- [What you should do]: Look through the records below for the line with "least one diagnostic." and the line with "pub enum FailureReason", then return those lines and all lines between, exactly.

- [Input material]:
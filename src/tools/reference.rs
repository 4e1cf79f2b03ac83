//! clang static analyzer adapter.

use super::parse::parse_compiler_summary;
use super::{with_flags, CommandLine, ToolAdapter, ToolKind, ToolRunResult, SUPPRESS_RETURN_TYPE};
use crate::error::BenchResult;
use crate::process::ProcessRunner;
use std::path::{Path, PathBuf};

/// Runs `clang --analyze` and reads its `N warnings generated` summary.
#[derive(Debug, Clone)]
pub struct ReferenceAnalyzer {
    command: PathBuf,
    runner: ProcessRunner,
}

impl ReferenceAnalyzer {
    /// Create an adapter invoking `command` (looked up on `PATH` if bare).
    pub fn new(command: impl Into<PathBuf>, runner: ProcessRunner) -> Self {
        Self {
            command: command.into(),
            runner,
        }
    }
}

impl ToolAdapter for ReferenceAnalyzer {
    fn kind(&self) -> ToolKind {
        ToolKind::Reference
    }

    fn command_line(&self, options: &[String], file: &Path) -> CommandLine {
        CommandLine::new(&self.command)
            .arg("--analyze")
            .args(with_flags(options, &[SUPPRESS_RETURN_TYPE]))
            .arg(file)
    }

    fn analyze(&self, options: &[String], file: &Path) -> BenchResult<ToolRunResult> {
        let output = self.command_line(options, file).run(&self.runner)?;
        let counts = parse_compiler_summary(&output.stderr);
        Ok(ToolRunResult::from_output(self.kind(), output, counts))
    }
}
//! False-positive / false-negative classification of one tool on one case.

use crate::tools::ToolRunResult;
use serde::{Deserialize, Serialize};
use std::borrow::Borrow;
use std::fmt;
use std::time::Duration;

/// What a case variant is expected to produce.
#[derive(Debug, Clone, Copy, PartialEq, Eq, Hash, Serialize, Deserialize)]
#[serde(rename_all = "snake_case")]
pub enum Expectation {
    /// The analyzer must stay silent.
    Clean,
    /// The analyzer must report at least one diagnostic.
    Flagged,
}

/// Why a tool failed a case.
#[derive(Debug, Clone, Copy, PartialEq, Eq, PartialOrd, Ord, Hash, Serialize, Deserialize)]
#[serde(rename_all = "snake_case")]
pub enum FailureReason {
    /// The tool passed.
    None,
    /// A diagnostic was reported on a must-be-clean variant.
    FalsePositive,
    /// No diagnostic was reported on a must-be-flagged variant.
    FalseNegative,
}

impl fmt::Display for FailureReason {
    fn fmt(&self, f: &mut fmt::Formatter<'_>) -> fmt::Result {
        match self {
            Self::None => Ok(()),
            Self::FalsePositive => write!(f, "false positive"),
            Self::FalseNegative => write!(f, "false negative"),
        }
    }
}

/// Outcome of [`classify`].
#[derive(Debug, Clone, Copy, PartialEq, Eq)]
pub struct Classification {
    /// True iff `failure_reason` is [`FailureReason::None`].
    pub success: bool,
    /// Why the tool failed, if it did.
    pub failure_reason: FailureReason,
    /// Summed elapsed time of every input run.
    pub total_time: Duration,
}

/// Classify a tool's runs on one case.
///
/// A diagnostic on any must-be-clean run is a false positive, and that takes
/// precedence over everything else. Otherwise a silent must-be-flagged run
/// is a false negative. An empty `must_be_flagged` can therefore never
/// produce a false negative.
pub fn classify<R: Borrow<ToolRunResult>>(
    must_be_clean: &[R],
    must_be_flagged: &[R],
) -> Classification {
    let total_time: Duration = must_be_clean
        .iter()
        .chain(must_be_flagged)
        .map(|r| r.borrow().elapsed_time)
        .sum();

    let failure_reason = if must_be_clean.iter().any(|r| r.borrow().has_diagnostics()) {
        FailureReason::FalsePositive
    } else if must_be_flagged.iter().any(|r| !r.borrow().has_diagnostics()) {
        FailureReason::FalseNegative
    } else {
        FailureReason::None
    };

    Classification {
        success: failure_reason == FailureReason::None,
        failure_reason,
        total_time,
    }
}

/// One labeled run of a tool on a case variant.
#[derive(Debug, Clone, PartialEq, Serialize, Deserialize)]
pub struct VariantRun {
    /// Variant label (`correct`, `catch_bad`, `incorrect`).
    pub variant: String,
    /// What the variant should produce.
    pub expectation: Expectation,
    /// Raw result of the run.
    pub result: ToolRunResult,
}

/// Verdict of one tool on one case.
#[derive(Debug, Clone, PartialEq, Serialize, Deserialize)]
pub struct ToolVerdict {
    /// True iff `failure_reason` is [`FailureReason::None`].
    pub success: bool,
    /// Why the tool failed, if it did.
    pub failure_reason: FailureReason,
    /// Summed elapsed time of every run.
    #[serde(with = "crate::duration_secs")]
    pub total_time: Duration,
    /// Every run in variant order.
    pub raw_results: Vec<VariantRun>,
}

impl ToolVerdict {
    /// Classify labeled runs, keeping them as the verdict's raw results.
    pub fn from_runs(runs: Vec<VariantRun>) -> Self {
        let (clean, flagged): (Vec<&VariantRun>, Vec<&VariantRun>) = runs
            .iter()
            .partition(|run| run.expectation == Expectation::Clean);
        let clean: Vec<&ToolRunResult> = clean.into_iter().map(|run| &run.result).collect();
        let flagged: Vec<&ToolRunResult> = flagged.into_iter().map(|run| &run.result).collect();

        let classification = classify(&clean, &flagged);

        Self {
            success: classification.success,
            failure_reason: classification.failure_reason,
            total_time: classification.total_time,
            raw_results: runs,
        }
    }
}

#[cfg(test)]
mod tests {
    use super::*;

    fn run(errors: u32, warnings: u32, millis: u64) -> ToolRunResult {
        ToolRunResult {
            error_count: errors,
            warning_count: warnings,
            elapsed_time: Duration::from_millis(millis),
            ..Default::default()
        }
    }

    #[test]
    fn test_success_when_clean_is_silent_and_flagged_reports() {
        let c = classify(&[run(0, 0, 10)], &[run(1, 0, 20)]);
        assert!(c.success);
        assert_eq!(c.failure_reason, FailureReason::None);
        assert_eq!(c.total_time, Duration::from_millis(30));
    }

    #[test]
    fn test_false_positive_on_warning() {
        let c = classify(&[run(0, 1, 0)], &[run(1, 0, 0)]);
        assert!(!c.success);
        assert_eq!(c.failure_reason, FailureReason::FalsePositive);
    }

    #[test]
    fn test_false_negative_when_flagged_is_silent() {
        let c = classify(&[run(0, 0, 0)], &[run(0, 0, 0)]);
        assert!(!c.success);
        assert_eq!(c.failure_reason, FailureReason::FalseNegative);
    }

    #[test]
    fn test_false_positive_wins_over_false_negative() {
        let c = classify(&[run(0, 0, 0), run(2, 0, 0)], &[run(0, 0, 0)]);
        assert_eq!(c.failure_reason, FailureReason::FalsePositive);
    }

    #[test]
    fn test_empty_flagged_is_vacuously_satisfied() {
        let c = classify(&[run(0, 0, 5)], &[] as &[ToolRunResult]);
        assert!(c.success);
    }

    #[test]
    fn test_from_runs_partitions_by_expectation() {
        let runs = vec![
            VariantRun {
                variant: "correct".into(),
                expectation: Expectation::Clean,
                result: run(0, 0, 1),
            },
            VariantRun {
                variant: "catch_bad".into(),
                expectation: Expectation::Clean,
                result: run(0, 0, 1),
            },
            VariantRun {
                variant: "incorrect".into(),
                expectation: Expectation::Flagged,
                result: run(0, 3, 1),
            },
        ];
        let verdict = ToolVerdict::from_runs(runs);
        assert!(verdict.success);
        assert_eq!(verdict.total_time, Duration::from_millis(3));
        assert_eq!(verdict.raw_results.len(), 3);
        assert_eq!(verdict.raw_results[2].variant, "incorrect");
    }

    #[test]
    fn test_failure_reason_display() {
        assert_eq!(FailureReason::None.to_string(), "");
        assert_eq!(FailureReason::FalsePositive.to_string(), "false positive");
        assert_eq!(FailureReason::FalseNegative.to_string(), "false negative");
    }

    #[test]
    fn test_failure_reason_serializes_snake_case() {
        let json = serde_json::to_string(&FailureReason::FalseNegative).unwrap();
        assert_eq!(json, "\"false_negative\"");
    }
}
--
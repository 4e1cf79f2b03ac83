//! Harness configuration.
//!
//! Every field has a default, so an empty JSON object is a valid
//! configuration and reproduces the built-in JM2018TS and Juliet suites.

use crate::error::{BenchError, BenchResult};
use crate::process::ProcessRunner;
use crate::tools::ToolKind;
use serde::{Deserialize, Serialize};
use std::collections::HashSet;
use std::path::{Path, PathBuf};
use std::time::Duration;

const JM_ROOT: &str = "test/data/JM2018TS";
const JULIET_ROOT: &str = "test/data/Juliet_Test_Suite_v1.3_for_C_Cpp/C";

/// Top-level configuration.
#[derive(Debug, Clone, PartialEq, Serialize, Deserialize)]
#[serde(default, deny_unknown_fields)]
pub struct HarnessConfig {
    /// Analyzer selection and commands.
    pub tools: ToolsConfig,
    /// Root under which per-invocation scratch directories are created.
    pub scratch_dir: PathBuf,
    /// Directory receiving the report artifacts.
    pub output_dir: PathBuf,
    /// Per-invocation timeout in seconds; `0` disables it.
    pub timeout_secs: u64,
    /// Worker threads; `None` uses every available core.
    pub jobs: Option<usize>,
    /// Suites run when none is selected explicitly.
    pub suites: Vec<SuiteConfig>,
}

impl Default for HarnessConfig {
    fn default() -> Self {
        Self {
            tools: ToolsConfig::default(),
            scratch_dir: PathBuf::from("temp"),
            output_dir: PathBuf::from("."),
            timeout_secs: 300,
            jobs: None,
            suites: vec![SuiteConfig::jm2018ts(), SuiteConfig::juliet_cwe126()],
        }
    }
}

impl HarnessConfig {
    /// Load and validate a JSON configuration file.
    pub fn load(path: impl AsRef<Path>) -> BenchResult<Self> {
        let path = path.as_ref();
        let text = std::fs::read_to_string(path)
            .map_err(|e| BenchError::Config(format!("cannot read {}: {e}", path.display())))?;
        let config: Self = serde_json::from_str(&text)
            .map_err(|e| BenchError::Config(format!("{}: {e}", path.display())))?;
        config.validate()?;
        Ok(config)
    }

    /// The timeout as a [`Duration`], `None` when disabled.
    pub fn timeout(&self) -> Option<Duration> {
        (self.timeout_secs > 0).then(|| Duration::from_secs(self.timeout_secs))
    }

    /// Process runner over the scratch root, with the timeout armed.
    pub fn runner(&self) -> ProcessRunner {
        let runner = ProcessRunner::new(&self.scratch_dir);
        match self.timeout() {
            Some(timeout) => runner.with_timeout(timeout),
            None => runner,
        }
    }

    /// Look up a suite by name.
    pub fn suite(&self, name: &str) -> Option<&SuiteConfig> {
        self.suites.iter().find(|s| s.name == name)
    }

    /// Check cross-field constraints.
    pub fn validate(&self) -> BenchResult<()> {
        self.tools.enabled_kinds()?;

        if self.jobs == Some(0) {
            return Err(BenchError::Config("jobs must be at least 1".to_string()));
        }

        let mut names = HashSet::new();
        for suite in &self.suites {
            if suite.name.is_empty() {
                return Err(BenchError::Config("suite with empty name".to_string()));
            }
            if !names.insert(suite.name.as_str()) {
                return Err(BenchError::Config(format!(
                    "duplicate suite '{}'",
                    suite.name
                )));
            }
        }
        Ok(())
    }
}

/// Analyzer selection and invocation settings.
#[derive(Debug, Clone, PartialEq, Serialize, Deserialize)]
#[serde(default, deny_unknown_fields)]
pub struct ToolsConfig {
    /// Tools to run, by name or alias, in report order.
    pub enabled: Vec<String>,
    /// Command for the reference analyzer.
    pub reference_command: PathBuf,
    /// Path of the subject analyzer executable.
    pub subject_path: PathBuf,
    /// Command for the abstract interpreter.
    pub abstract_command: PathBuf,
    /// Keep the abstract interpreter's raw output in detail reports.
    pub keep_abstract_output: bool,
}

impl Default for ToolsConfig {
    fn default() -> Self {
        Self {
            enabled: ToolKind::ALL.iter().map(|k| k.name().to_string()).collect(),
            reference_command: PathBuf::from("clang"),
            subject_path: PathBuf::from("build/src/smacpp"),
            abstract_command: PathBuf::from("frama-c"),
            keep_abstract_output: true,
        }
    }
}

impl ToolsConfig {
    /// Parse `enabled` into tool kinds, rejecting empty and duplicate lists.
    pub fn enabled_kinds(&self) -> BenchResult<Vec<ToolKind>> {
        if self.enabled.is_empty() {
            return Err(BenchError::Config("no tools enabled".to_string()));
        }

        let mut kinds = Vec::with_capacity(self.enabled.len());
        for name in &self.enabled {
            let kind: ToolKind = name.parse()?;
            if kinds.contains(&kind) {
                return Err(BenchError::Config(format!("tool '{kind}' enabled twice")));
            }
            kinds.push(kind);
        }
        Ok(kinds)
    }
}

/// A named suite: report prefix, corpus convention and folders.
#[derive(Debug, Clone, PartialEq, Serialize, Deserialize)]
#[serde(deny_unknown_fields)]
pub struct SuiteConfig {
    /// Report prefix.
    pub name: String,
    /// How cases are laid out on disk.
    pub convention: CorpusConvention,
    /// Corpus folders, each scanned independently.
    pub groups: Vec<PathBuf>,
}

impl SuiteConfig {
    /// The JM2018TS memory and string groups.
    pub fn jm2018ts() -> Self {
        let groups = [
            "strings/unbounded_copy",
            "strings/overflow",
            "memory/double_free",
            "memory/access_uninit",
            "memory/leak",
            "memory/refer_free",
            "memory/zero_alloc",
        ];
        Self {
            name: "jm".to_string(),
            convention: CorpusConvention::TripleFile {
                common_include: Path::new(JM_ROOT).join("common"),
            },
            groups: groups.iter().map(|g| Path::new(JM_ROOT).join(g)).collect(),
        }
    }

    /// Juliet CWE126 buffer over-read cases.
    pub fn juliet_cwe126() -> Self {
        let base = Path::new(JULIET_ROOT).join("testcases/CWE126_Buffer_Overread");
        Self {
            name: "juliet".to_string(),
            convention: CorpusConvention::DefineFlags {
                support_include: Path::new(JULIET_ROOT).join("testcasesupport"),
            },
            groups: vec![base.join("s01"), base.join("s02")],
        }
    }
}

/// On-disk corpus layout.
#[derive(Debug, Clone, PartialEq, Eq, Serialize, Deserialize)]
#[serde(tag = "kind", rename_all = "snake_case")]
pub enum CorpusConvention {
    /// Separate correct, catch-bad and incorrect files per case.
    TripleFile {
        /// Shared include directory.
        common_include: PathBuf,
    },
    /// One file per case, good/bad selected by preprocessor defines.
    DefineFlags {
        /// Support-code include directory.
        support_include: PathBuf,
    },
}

- [Output of the exercise]:
    /// The analyzer must report at least one diagnostic.
    Flagged,
}

/// Why a tool failed a case.
#[derive(Debug, Clone, Copy, PartialEq, Eq, PartialOrd, Ord, Hash, Serialize, Deserialize)]
#[serde(rename_all = "snake_case")]
pub enum FailureReason {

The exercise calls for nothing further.